А хочется крови. Почвы. Дикого мяса. Но нам предлагаются лишь полуфабрикаты, залежавшиеся на складе и выброшенные ушлыми приказчиками на прилавки. Когда истинная трагедия подменяется хохмами — пиши пропало. Если ты хочешь посмотреть по телевизору «Утиную охоту» или «Калину красную», а там только Петросян с Якубовичем — всё, тушите свет. Мы прохохотали не только страну, но и свою поэзию. Ну и чего же сетовать, что гламурные офисные кисы поголовно пошли в поэтки и теперь манерно завывают со сцен, демонстрируя любые достоинства, кроме поэтических? Возвращаясь к судьбе Летова, надо признать: всё-таки он был известной личностью и до конца его замолчать было невозможно, а вот если сейчас явится новый Рубцов — кому он будет нужен, кто его признает, кто на него вообще внимание обратит? Уж точно не завсегдатаи поэтических интернет-сайтов, где изначально строится своя иерархия. Несколько лет назад я провёл на одном таком сайте эксперимент: стал размещать стихи Бориса Рыжего под выдуманным ником. Местные «корифеи» снисходительно оценивали эти тексты, говорили о серьёзных недостатках, советовали «учиться, учиться и ещё раз учиться». И только потом, узнав, кто был автором обсуждаемых стихов, начали трусливо удалять свои комментарии, чтоб не позориться. Вот и думай после этого, ху ис ху.
Чтобы не быть понятым превратно, оговорюсь: я не считаю рок и бардовскую поэзию чем-то выдающимся, не ставлю её ни вровень с поэзией классической, ни тем более выше. Но как раз отечественные трубадуры, менестрели говорили в последние годы то, что не могли себе позволить обычные стихотворцы, опасающиеся, что их лишат столь милых сердцу и кошельку грантов, обвинят в нетолерантности, неполиткорректности, а то и вовсе в русском фашизме. Мы можем посмеиваться над Кинчевым после его «ухода в православие», сетовать, что Шевчук уже не тот, досадовать, что поздний Ревякин лишь бледная тень раннего, но при всём при этом именно от них можно услышать что-то живое, настоящее, идущее вразрез с общественным мнением. А вот от литературы, от поэтов новой формации — нет.
Ну и о чём же всё-таки я?
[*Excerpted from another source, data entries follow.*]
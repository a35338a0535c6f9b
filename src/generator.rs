// SPDX-License-Identifier: GPL-3.0-or-later

use std::path::{Path, PathBuf};
use anyhow::{Context as _, Result};

use crate::codegen::Emitter;
use crate::codegen::address::{group_peripherals, PeripheralGroup};
use crate::config::Config;
use crate::device::Device;
use crate::output::{self, Formatter};

#[derive(Debug, Default)]
pub struct Summary {
    pub written: Vec<PathBuf>,
    /// Group names whose header could not be produced
    pub failed: Vec<String>,
}

fn generate_group(emitter: &Emitter, group: &PeripheralGroup, output_dir: &Path) -> Result<PathBuf> {
    for p in &group.instances {
        p.validate()?;
    }

    let content = emitter.render(group)
        .with_context(|| format!("Failed to render {}", group.name))?;
    output::write_header(output_dir, &emitter.file_name(group), &content)
}

/// Writes one header per peripheral group of `device` into `output_dir`.
///
/// A group that fails does not stop the others, it is reported in the summary.
pub fn run_generator(config: &Config, device: &Device, output_dir: &Path, format: bool) -> Result<Summary> {
    info!("Generating headers for device={} cpu={} into {}",
        device.name, device.cpu.as_deref().unwrap_or("unknown"), output_dir.display());

    output::create_output_dir(output_dir)?;

    let emitter = Emitter::new(&config.output);
    let formatter = Formatter::new(&config.formatter);
    let mut summary = Summary::default();

    for group in group_peripherals(&device.peripherals) {
        debug!("Peripheral group={} instances={} registers={}",
            group.name, group.instances.len(), group.layout().registers.len());

        match generate_group(&emitter, &group, output_dir) {
            Ok(path) => {
                info!("Wrote {}", path.display());
                if format {
                    if let Err(e) = formatter.run(&path) {
                        warn!("Leaving {} unformatted: {:#}", path.display(), e);
                    }
                }
                summary.written.push(path);
            }
            Err(e) => {
                error!("Skipping group={}: {:#}", group.name, e);
                summary.failed.push(group.name.clone());
            }
        }
    }

    Ok(summary)
}
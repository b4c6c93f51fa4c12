//! Checks the charging client runs on a CCA before applying its grants.

use fegw_core::{FegwError, Result, ResultClass};
use tracing::warn;

use crate::definitions::{CreditControlAnswer, CreditControlRequest};

/// The answer must echo the Session-Id and CC-Request-Number it answers
pub fn check_correlation(
    request: &CreditControlRequest,
    answer: &CreditControlAnswer,
) -> Result<()> {
    if request.session_id == answer.session_id && request.request_number == answer.request_number
    {
        return Ok(());
    }
    warn!(
        session_id = %answer.session_id,
        request_number = answer.request_number,
        "Answer does not match outstanding request"
    );
    Err(FegwError::Correlation {
        expected_session_id: request.session_id.clone(),
        expected_request_number: request.request_number,
        session_id: answer.session_id.clone(),
        request_number: answer.request_number,
    })
}

/// Non-2xxx answer-level Result-Code is a protocol error
pub fn check_result(answer: &CreditControlAnswer) -> Result<()> {
    if ResultClass::of(answer.result_code).is_success() {
        Ok(())
    } else {
        Err(FegwError::Protocol {
            result_code: answer.result_code,
        })
    }
}
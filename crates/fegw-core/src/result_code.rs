//! Result-Code values (AVP 268) used on the Gy interface, RFC 6733 and RFC 4006.

pub const DIAMETER_SUCCESS: u32 = 2001;
pub const DIAMETER_LIMITED_SUCCESS: u32 = 2002;

pub const DIAMETER_UNABLE_TO_DELIVER: u32 = 3002;
pub const DIAMETER_TOO_BUSY: u32 = 3004;

pub const DIAMETER_END_USER_SERVICE_DENIED: u32 = 4010;
pub const DIAMETER_CREDIT_CONTROL_NOT_APPLICABLE: u32 = 4011;
pub const DIAMETER_CREDIT_LIMIT_REACHED: u32 = 4012;

pub const DIAMETER_AVP_UNSUPPORTED: u32 = 5001;
pub const DIAMETER_UNKNOWN_SESSION_ID: u32 = 5002;
pub const DIAMETER_INVALID_AVP_VALUE: u32 = 5004;
pub const DIAMETER_MISSING_AVP: u32 = 5005;
pub const DIAMETER_UNABLE_TO_COMPLY: u32 = 5012;
pub const DIAMETER_USER_UNKNOWN: u32 = 5030;
pub const DIAMETER_RATING_FAILED: u32 = 5031;

/// Result-Code class, taken from the thousands digit
#[derive(Debug, Clone, Copy, PartialEq, Eq)]
pub enum ResultClass {
    Informational,
    Success,
    ProtocolError,
    TransientFailure,
    PermanentFailure,
    Unrecognized,
}

impl ResultClass {
    pub fn of(result_code: u32) -> Self {
        match result_code / 1000 {
            1 => Self::Informational,
            2 => Self::Success,
            3 => Self::ProtocolError,
            4 => Self::TransientFailure,
            5 => Self::PermanentFailure,
            _ => Self::Unrecognized,
        }
    }

    pub fn is_success(&self) -> bool {
        matches!(self, Self::Success)
    }
}
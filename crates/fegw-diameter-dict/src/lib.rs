// Diameter dictionary module
pub mod standard;
pub mod data_type;
pub mod manager;

// Re-export commonly used types
pub use standard::{StandardAvpCode, VENDOR_3GPP};
pub use data_type::{Avp, AvpDataType, AvpValue, DictError};
pub use manager::DictionaryManager;
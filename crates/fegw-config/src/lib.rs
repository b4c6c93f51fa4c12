use fegw_gy::{ServiceDefaults, SERVICE_CONTEXT_ID_DEFAULT, SERVICE_ID_DEFAULT};
use serde::{Deserialize, Serialize};
use thiserror::Error;
use validator::Validate;

/// Configuration error
#[derive(Error, Debug)]
pub enum ConfigError {
    #[error("Failed to load config: {0}")]
    LoadError(String),

    #[error("Validation error: {0}")]
    ValidationError(String),
}

/// Gateway application configuration
#[derive(Debug, Clone, Serialize, Deserialize, Validate)]
pub struct AppConfig {
    #[validate(length(min = 1))]
    pub service_name: String,
    #[validate(length(min = 1))]
    pub log_level: String,
    #[serde(default)]
    #[validate(nested)]
    pub charging: ChargingConfig,
}

impl Default for AppConfig {
    fn default() -> Self {
        Self {
            service_name: "session_proxy".to_string(),
            log_level: "info".to_string(),
            charging: ChargingConfig::default(),
        }
    }
}

/// Operator overrides for the identifiers stamped on every CCR
#[derive(Debug, Clone, Serialize, Deserialize, Validate)]
#[serde(default)]
pub struct ChargingConfig {
    #[validate(length(min = 1))]
    pub service_context_id: String,
    pub service_identifier: u32,
}

impl Default for ChargingConfig {
    fn default() -> Self {
        Self {
            service_context_id: SERVICE_CONTEXT_ID_DEFAULT.to_string(),
            service_identifier: SERVICE_ID_DEFAULT,
        }
    }
}

impl ChargingConfig {
    pub fn service_defaults(&self) -> ServiceDefaults {
        ServiceDefaults {
            service_context_id: self.service_context_id.clone(),
            service_identifier: self.service_identifier,
        }
    }
}

/// Load configuration from file
pub fn load_config<T>(path: &str) -> Result<T, ConfigError>
where
    T: for<'de> Deserialize<'de> + Validate,
{
    let config: T = config::Config::builder()
        .add_source(config::File::with_name(path))
        .add_source(
            config::Environment::with_prefix("FEGW")
                .prefix_separator("_")
                .separator("__"),
        )
        .build()
        .map_err(|e| ConfigError::LoadError(e.to_string()))?
        .try_deserialize()
        .map_err(|e| ConfigError::LoadError(e.to_string()))?;

    config
        .validate()
        .map_err(|e| ConfigError::ValidationError(e.to_string()))?;
    Ok(config)
}

/// Load configuration from YAML string (for testing)
pub fn load_from_yaml<T>(yaml: &str) -> Result<T, ConfigError>
where
    T: for<'de> Deserialize<'de> + Validate,
{
    let config: T =
        serde_yaml::from_str(yaml).map_err(|e| ConfigError::LoadError(e.to_string()))?;
    config
        .validate()
        .map_err(|e| ConfigError::ValidationError(e.to_string()))?;
    Ok(config)
}
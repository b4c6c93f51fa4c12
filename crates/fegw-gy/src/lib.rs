//! Gy (Diameter Credit-Control) message model.
//!
//! Plain value types exchanged between the session charging client and the
//! protocol codec, the AVP binding tables the codec marshals them with, and
//! the checks a client runs on an answer before acting on it.

// Credit-Control application vocabulary (RFC 4006)
pub mod credit_control;

// Gy enumerations and messages
pub mod definitions;

// Field -> AVP binding tables
pub mod mapping;

// Logical AVP list encoding
pub mod avp;
pub mod request;

// Answer checks
pub mod check;

pub use avp::{FromAvps, ToAvps};
pub use check::{check_correlation, check_result};
pub use credit_control::{CreditRequestType, GrantedServiceUnit};
pub use definitions::*;
pub use mapping::{FieldBinding, Presence, WireMapping};
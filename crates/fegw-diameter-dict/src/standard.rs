use crate::data_type::AvpDataType;

/// 3GPP vendor identifier
pub const VENDOR_3GPP: u32 = 10415;

/// AVPs used on the Gy interface: RFC 6733 base, RFC 4006 credit control
/// and the 3GPP TS 29.061 / TS 32.299 / TS 29.212 additions.
#[derive(Debug, Clone, Copy, PartialEq, Eq, Hash)]
pub enum StandardAvpCode {
    // ========================================
    // RFC 6733 Base Protocol
    // ========================================
    FramedIpAddress,
    CalledStationId,
    SessionId,
    OriginHost,
    ResultCode,

    // ========================================
    // RFC 4006 Credit Control
    // ========================================
    CcInputOctets,
    CcOutputOctets,
    CcRequestNumber,
    CcRequestType,
    CcTotalOctets,
    FinalUnitIndication,
    GrantedServiceUnit,
    RatingGroup,
    RequestedServiceUnit,
    ServiceIdentifier,
    SubscriptionId,
    SubscriptionIdData,
    UsedServiceUnit,
    ValidityTime,
    FinalUnitAction,
    SubscriptionIdType,
    MultipleServicesCreditControl,
    UserEquipmentInfo,
    UserEquipmentInfoType,
    UserEquipmentInfoValue,
    ServiceContextId,

    // ========================================
    // 3GPP (vendor 10415)
    // ========================================
    TgppChargingId,
    TgppSgsnAddress,
    TgppSgsnMccMnc,
    TgppUserLocationInfo,
    ReportingReason,
    QosInformation,
    ApnAggregateMaxBitrateDl,
    ApnAggregateMaxBitrateUl,
}

impl StandardAvpCode {
    /// Every dictionary entry, in code order within each vendor space
    pub const ALL: [StandardAvpCode; 34] = [
        Self::FramedIpAddress,
        Self::CalledStationId,
        Self::SessionId,
        Self::OriginHost,
        Self::ResultCode,
        Self::CcInputOctets,
        Self::CcOutputOctets,
        Self::CcRequestNumber,
        Self::CcRequestType,
        Self::CcTotalOctets,
        Self::FinalUnitIndication,
        Self::GrantedServiceUnit,
        Self::RatingGroup,
        Self::RequestedServiceUnit,
        Self::ServiceIdentifier,
        Self::SubscriptionId,
        Self::SubscriptionIdData,
        Self::UsedServiceUnit,
        Self::ValidityTime,
        Self::FinalUnitAction,
        Self::SubscriptionIdType,
        Self::MultipleServicesCreditControl,
        Self::UserEquipmentInfo,
        Self::UserEquipmentInfoType,
        Self::UserEquipmentInfoValue,
        Self::ServiceContextId,
        Self::TgppChargingId,
        Self::TgppSgsnAddress,
        Self::TgppSgsnMccMnc,
        Self::TgppUserLocationInfo,
        Self::ReportingReason,
        Self::QosInformation,
        Self::ApnAggregateMaxBitrateDl,
        Self::ApnAggregateMaxBitrateUl,
    ];

    /// Resolve a dictionary name such as "Rating-Group"
    pub fn from_name(name: &str) -> Option<Self> {
        Self::ALL.iter().copied().find(|avp| avp.name() == name)
    }

    /// Get AVP code
    pub fn code(&self) -> u32 {
        match self {
            Self::FramedIpAddress => 8,
            Self::CalledStationId => 30,
            Self::SessionId => 263,
            Self::OriginHost => 264,
            Self::ResultCode => 268,
            Self::CcInputOctets => 412,
            Self::CcOutputOctets => 414,
            Self::CcRequestNumber => 415,
            Self::CcRequestType => 416,
            Self::CcTotalOctets => 421,
            Self::FinalUnitIndication => 430,
            Self::GrantedServiceUnit => 431,
            Self::RatingGroup => 432,
            Self::RequestedServiceUnit => 437,
            Self::ServiceIdentifier => 439,
            Self::SubscriptionId => 443,
            Self::SubscriptionIdData => 444,
            Self::UsedServiceUnit => 446,
            Self::ValidityTime => 448,
            Self::FinalUnitAction => 449,
            Self::SubscriptionIdType => 450,
            Self::MultipleServicesCreditControl => 456,
            Self::UserEquipmentInfo => 458,
            Self::UserEquipmentInfoType => 459,
            Self::UserEquipmentInfoValue => 460,
            Self::ServiceContextId => 461,
            Self::TgppChargingId => 2,
            Self::TgppSgsnAddress => 6,
            Self::TgppSgsnMccMnc => 18,
            Self::TgppUserLocationInfo => 22,
            Self::ReportingReason => 872,
            Self::QosInformation => 1016,
            Self::ApnAggregateMaxBitrateDl => 1040,
            Self::ApnAggregateMaxBitrateUl => 1041,
        }
    }

    /// Get vendor id, `None` for IETF AVPs
    pub fn vendor_id(&self) -> Option<u32> {
        match self {
            Self::TgppChargingId
            | Self::TgppSgsnAddress
            | Self::TgppSgsnMccMnc
            | Self::TgppUserLocationInfo
            | Self::ReportingReason
            | Self::QosInformation
            | Self::ApnAggregateMaxBitrateDl
            | Self::ApnAggregateMaxBitrateUl => Some(VENDOR_3GPP),
            _ => None,
        }
    }

    /// Get AVP name
    pub fn name(&self) -> &'static str {
        match self {
            Self::FramedIpAddress => "Framed-IP-Address",
            Self::CalledStationId => "Called-Station-Id",
            Self::SessionId => "Session-Id",
            Self::OriginHost => "Origin-Host",
            Self::ResultCode => "Result-Code",
            Self::CcInputOctets => "CC-Input-Octets",
            Self::CcOutputOctets => "CC-Output-Octets",
            Self::CcRequestNumber => "CC-Request-Number",
            Self::CcRequestType => "CC-Request-Type",
            Self::CcTotalOctets => "CC-Total-Octets",
            Self::FinalUnitIndication => "Final-Unit-Indication",
            Self::GrantedServiceUnit => "Granted-Service-Unit",
            Self::RatingGroup => "Rating-Group",
            Self::RequestedServiceUnit => "Requested-Service-Unit",
            Self::ServiceIdentifier => "Service-Identifier",
            Self::SubscriptionId => "Subscription-Id",
            Self::SubscriptionIdData => "Subscription-Id-Data",
            Self::UsedServiceUnit => "Used-Service-Unit",
            Self::ValidityTime => "Validity-Time",
            Self::FinalUnitAction => "Final-Unit-Action",
            Self::SubscriptionIdType => "Subscription-Id-Type",
            Self::MultipleServicesCreditControl => "Multiple-Services-Credit-Control",
            Self::UserEquipmentInfo => "User-Equipment-Info",
            Self::UserEquipmentInfoType => "User-Equipment-Info-Type",
            Self::UserEquipmentInfoValue => "User-Equipment-Info-Value",
            Self::ServiceContextId => "Service-Context-Id",
            Self::TgppChargingId => "3GPP-Charging-Id",
            Self::TgppSgsnAddress => "3GPP-SGSN-Address",
            Self::TgppSgsnMccMnc => "3GPP-SGSN-MCC-MNC",
            Self::TgppUserLocationInfo => "3GPP-User-Location-Info",
            Self::ReportingReason => "Reporting-Reason",
            Self::QosInformation => "QoS-Information",
            Self::ApnAggregateMaxBitrateDl => "APN-Aggregate-Max-Bitrate-DL",
            Self::ApnAggregateMaxBitrateUl => "APN-Aggregate-Max-Bitrate-UL",
        }
    }

    /// Get AVP data type
    pub fn data_type(&self) -> AvpDataType {
        match self {
            Self::FramedIpAddress => AvpDataType::OctetString,
            Self::CalledStationId => AvpDataType::Utf8String,
            Self::SessionId => AvpDataType::Utf8String,
            Self::OriginHost => AvpDataType::DiameterIdentity,
            Self::ResultCode => AvpDataType::Unsigned32,
            Self::CcInputOctets => AvpDataType::Unsigned64,
            Self::CcOutputOctets => AvpDataType::Unsigned64,
            Self::CcRequestNumber => AvpDataType::Unsigned32,
            Self::CcRequestType => AvpDataType::Enumerated,
            Self::CcTotalOctets => AvpDataType::Unsigned64,
            Self::FinalUnitIndication => AvpDataType::Grouped,
            Self::GrantedServiceUnit => AvpDataType::Grouped,
            Self::RatingGroup => AvpDataType::Unsigned32,
            Self::RequestedServiceUnit => AvpDataType::Grouped,
            Self::ServiceIdentifier => AvpDataType::Unsigned32,
            Self::SubscriptionId => AvpDataType::Grouped,
            Self::SubscriptionIdData => AvpDataType::Utf8String,
            Self::UsedServiceUnit => AvpDataType::Grouped,
            Self::ValidityTime => AvpDataType::Unsigned32,
            Self::FinalUnitAction => AvpDataType::Enumerated,
            Self::SubscriptionIdType => AvpDataType::Enumerated,
            Self::MultipleServicesCreditControl => AvpDataType::Grouped,
            Self::UserEquipmentInfo => AvpDataType::Grouped,
            Self::UserEquipmentInfoType => AvpDataType::Enumerated,
            Self::UserEquipmentInfoValue => AvpDataType::OctetString,
            Self::ServiceContextId => AvpDataType::Utf8String,
            Self::TgppChargingId => AvpDataType::OctetString,
            Self::TgppSgsnAddress => AvpDataType::Address,
            Self::TgppSgsnMccMnc => AvpDataType::Utf8String,
            Self::TgppUserLocationInfo => AvpDataType::OctetString,
            Self::ReportingReason => AvpDataType::Enumerated,
            Self::QosInformation => AvpDataType::Grouped,
            Self::ApnAggregateMaxBitrateDl => AvpDataType::Unsigned32,
            Self::ApnAggregateMaxBitrateUl => AvpDataType::Unsigned32,
        }
    }
}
Когда молодой Блок шёл во главе митинга с красным знаменем в период первой русской революции, это не говорило практически ничего о его убеждениях, он и сам путался и не мог понять, чего же, собственно, хочет. Но это был жест! Это был поступок! Сегодня поэт, косящий под бунтаря, ограничивается тем, что подписывает в Интернете письма в защиту Ходорковского, зная прекрасно, что ничего ему за это не будет. Сочинять стишки с претензией на заумь куда проще, чем отметиться поступком, за который можно поплатиться, — будь то выступление на акции протеста или гневный стихотворный текст, обращённый против... Да неважно против кого. Современный поэт, демонстративно заявляющий о своём нонконформизме, — это, как правило, и есть заурядный конформист, приспособившийся, продвинутый, подружившийся с десятками и сотнями таких же, как и он сам, бойцов интернет-фронта, которые не дадут его в обиду и при случае подтвердят, что он-де самый разреволюционный автор из всех пишущих по-русски. И это тоже объяснимо. Спрос рождает предложение, а обывателю не хочется потрясений, ему ничего вообще не хочется, кроме вечерней кружки пива и очередной порции дебильного телесериала. Герои никому не интересны, зато жалость к жертвам зашкаливает. Дети уже не хотят быть космонавтами, зато мысленно примеряют на себя форму банковских охранников. Обществу потребителей не нужны романтики и возмутители спокойствия. Вот и думается: может быть, мы просто имеем такую поэзию, которую заслуживаем?